Evangelástico é um neologismo que serve para identificar o “evangelista” do exagero. Ele não se preocupa com exatidão, embora busque reconhecimento científico; se utiliza de ferramentas e métodos científicos, mas só lhe interessa a doutrina da hipérbole e seu fruto mais pujante: os dados esticados.
Enquanto o evangelista de verdade (aquele que serve ao Evangelho de Jesus Cristo) tem a missão de proclamar tão somente a verdade, nada menos que isso, o evangelástico só precisa da verdade enquanto esta lhe beneficia. Todavia, não hesita em criar a sua própria “verdade”, forjando seus próprios dados e estabelecendo sua própria metodologia, para poder justificar suas pretensões.
Sendo uma mistura da sofisticação de um “outro evangelho” com a simplicidade do elástico, seu maior trunfo é fazer os incautos acreditarem no que tencionam estabelecer como verdade, mesmo que para isso se utilizem de um verniz científico de mentirinha.
Deixando de lado as definições, passemos às práticas. Um comício, um show musical, uma cruzada evangelística, entre outros, são eventos que precisam sempre ter o respaldo da assistência de grandes públicos para justificar não somente seus custos, mas também, e principalmente, sua continuidade.
A tentação de inflar os números é tremenda. São poucos os que resistem. É preciso publicar “evangelasticamente” os números, pois o que fica para a história é o que se registra. Mas, quem participou do evento e se depara depois com a publicação, sequer consegue identificar que se trata da mesma coisa.
Um desfile, uma passeata, de caráter religioso ou não, mas que precisa de patrocínio para sobreviver, tem de dar uma satisfação aos que pagam a conta. E precisa também massagear o ego dos que participam. Geralmente, o maior ganho para quem participa é poder se achar parte de algo “grande”, pois o seu psiquismo individual é ajudado na perspectiva de grandiosidade do psiquismo coletivo.
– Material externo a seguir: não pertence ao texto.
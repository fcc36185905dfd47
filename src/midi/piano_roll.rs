use std::path::Path;

use ndarray::{s, Array2};

use crate::constants::{MIDI_OFFSET, NUM_MIDI_VALUES, ROLL_HEIGHT};
use crate::error::ExtractionError;

use super::note_event_times::{events_to_intervals, MidiIntervals};
use super::parser::{parse_midi_file, Pedal, TimedMidiEvent};

/// Frame-quantized rolls for a single performance, all `width` columns wide.
#[derive(Debug, Clone)]
pub struct PianoRolls {
    /// `(88, width)`, velocity / 127 at each onset frame
    pub onsets: Array2<f32>,
    /// `(88, width)`, 1.0 at each offset frame
    pub offsets: Array2<f32>,
    /// `(88, width)`, 1.0 while a key sounds
    pub frames: Array2<f32>,
    pub sustain: Array2<f32>,
    pub soft: Array2<f32>,
    pub tenuto: Array2<f32>,
}

impl PianoRolls {
    pub fn width(&self) -> usize {
        self.frames.ncols()
    }

    /// `[onsets; frames; sustain; soft; tenuto]`, the layout written to the roll store.
    pub fn stacked(&self) -> Array2<f32> {
        let mut stacked = Array2::zeros((ROLL_HEIGHT, self.width()));
        let mut row = 0;
        for roll in [&self.onsets, &self.frames, &self.sustain, &self.soft, &self.tenuto] {
            stacked.slice_mut(s![row..row + roll.nrows(), ..]).assign(roll);
            row += roll.nrows();
        }
        stacked
    }
}

pub struct PianoRollExtractor {
    quant_secs: f64,
    sustain_extend: bool,
    dedupe_redundant_events: bool,
}

impl PianoRollExtractor {
    /// `dedupe_redundant_events` drops presses of a key that is already
    /// down and releases of a key that is already up.
    pub fn new(quant_secs: f64, sustain_extend: bool, dedupe_redundant_events: bool) -> Self {
        Self { quant_secs, sustain_extend, dedupe_redundant_events }
    }

    pub fn quant_secs(&self) -> f64 {
        self.quant_secs
    }

    fn frame(&self, seconds: f64) -> usize {
        (seconds / self.quant_secs).round().max(0.0) as usize
    }

    /// Build all rolls from an already parsed event stream.
    pub fn rolls(&self, events: &[TimedMidiEvent]) -> Result<PianoRolls, ExtractionError> {
        if events.is_empty() {
            return Err(ExtractionError::InvalidMidi("no key or pedal events".to_string()));
        }
        let MidiIntervals { notes, pedals, end_seconds } =
            events_to_intervals(events, self.sustain_extend, self.dedupe_redundant_events);

        let width = self.frame(end_seconds) + 1;
        let mut rolls = PianoRolls {
            onsets: Array2::zeros((NUM_MIDI_VALUES, width)),
            offsets: Array2::zeros((NUM_MIDI_VALUES, width)),
            frames: Array2::zeros((NUM_MIDI_VALUES, width)),
            sustain: Array2::zeros((1, width)),
            soft: Array2::zeros((1, width)),
            tenuto: Array2::zeros((1, width)),
        };

        for note in notes {
            let key = note.key as usize;
            if key < MIDI_OFFSET || key >= MIDI_OFFSET + NUM_MIDI_VALUES {
                continue;
            }
            let row = key - MIDI_OFFSET;
            let onset = self.frame(note.onset_seconds).min(width - 1);
            let offset = self.frame(note.offset_seconds).clamp(onset, width - 1);

            let velocity = note.velocity as f32 / 127.0;
            if rolls.onsets[[row, onset]] < velocity {
                rolls.onsets[[row, onset]] = velocity;
            }
            rolls.offsets[[row, offset]] = 1.0;
            rolls.frames.slice_mut(s![row, onset..offset.max(onset + 1)]).fill(1.0);
        }

        for pedal in pedals {
            let onset = self.frame(pedal.onset_seconds).min(width - 1);
            let offset = self.frame(pedal.offset_seconds).clamp(onset, width - 1);
            let roll = match pedal.pedal {
                Pedal::Sustain => &mut rolls.sustain,
                Pedal::Soft => &mut rolls.soft,
                Pedal::Tenuto => &mut rolls.tenuto,
            };
            roll.slice_mut(s![0, onset..offset.max(onset + 1)]).fill(1.0);
        }

        Ok(rolls)
    }

    /// Parse `path` and return the stacked `(179, width)` roll.
    pub fn extract_file(&self, path: &Path) -> Result<Array2<f32>, ExtractionError> {
        let events = parse_midi_file(path)?;
        Ok(self.rolls(&events)?.stacked())
    }
}
pub mod note_event_times;
pub mod parser;
pub mod piano_roll;

pub use piano_roll::{PianoRollExtractor, PianoRolls};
Vez por outra, alguns desses movimentos são pegos na mentira. Quando alguém “de fora” fala, é tido por reacionário, intransigente, metido. Mas se alguém “de dentro”, personagem do próprio grupo, acaba tendo um arroubo de integridade e se permite desafiar as metodologias de contagem, então a turma do “deixa disso” exerce o seu “ministério” de conciliação, para que todos os números continuem evangelasticamente garantidos.
Há casos escabrosos. Uma cidade com cerca de um milhão e meio de habitantes, dificilmente conseguirá colocar mais de dois milhões de pessoas nas ruas. Uma cidade com menos de quarenta mil quartos de hotéis, dificilmente conseguirá receber mais de seiscentos mil visitantes. Mas se tudo for evangelasticamente preparado para dar sustentação econômico-financeira ou sócio-religiosa, ou os dois, fica mais fácil.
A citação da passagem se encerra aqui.